Recent studies have indicated, for example, that in the Arab Gulf, demand for cardiovascular disease treatments is set to rise by 419% over the next 20 years, and demand for diabetes ailments healthcare will rise 323% in the same period.

Another factor driving local investment in the health industry is medical tourism. This involves foreign patients coming in from abroad in order to undergo medical procedures in the country. These patients pay well for the treatment, and contribute much-needed foreign currency, usually injected directly into the local health system. Many of the less affluent Middle Eastern nations have discovered that their high-quality medical services, combined with low levels of local salaries and costs, allow them to offer an attractive product to foreign patients.

In Jordan, for example, medical tourism has become a well established facet of the local health care industry. The large extent of this has lead some Jordanians to complain that with local hospitals overflowing with foreign patients there are scant beds left for Jordanian citizens. Health care administrators, however, are vocal in pointing out that the payment international patients have given for their care has amounted in 2010 to $1 Billion, which represents 4% of Jordan's total annual GDP, and that this money was injected directly into Jordan's health care system, thereby subsidizing it for local citizens.

In the GCC, local investment in developing health infrastructure relates to medical tourism in a twofold manner: on the one hand, the gulf countries are as interested in drawing in international patients as anyone else, and feel that the cutting edge capabilities they are developing will be attractive on an international stage. On the other hand, they are also keen to keep many of their own citizens from becoming medical tourists seeking treatment outside their home country, a situation that is today quite common.

Simon Leary, as managing partner for PwC's health industries business in the Middle East, has a wide-ranging involvement with the current efforts of Middle Eastern governments to grow their local health sectors. He notes that countries are moving in a smart way by focusing their efforts in creating local centers of excellence. This is done by bringing in excellent doctors with high qualifications, and investing in facilities and new equipment. However, Leary notes that there is a trap that hobbles the growth of such centers of excellence: Potential patients prefer to go to medical centers which have already accrued a lot of experience with any particular treatment, and this tendency means they avoid newly established providers, thus denying these providers the opportunity to gain that experience which will draw patients to them.

Looking at the Healthcare industry in the Middle East today, Leary identifies three prime areas that offer solid growth potential and ROI: Insurance, capacity, and education.

The case for developing medical insurance products in the Middle East is straightforward: such products are far from developed in the region, yet the limitations of government health care systems, as well as the increased presence of private healthcare providers, both drive a local need for this insurance category.

Capacity is also a high-growth area.
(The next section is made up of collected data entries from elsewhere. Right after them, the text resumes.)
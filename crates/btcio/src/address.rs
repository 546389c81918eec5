//! Address validation and script derivation for the active network.

use bitcoin::{Address, CompressedPublicKey, Network, ScriptBuf};

use crate::errors::BuildError;

/// Validates `addr` against `network` and returns its script form.
pub fn to_output_script(addr: &str, network: Network) -> Result<ScriptBuf, BuildError> {
    let parsed = addr
        .parse::<Address<bitcoin::address::NetworkUnchecked>>()
        .map_err(|_| BuildError::InvalidAddress(addr.to_string()))?;
    let checked = parsed
        .require_network(network)
        .map_err(|_| BuildError::InvalidAddress(addr.to_string()))?;
    Ok(checked.script_pubkey())
}

/// Whether `addr` parses as any supported format on `network`.
pub fn is_valid_address(addr: &str, network: Network) -> bool {
    to_output_script(addr, network).is_ok()
}

/// The bridge's own receiving address: p2wpkh over the service key.
pub fn pubkey_to_p2wpkh(pubkey: &[u8], network: Network) -> Result<Address, BuildError> {
    let key = CompressedPublicKey::from_slice(pubkey)?;
    Ok(Address::p2wpkh(&key, network))
}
Booming local populations and lifestyle-generated medical needs are driving strong demand for additional beds, enhanced primary care, and more efficient services. The growing medical tourism phenomenon, which generates a desire to draw foreign medical tourists in while keeping local patients from seeking care abroad, drives up investment in new equipment, as medical tourists demand better, newer and more advanced equipment.

Education is a natural outcome of local efforts to expand and improve the healthcare industry. Across the board there is increased demand for more medical professionals. In addition, there is growing demand for particular specializations and for acquisition of proficiency in the latest techniques. Third, there is a need for high-quality accreditation.

This strong demand for medical education and training cannot be met with existing local infrastructures. As a result, Leary points out that outside and private providers of health education and training will have to step in to fill in the gap. In view of the preference of Arab governments to carry out these activities locally, instead of sending local professionals abroad for training (or hiring of foreign professionals), there is a strong new market opportunity for in-region medical education and training, at all levels.

With record growth in market demand and in government and private investment, Middle East healthcare is a highly promising field for expansion and investment in the coming years.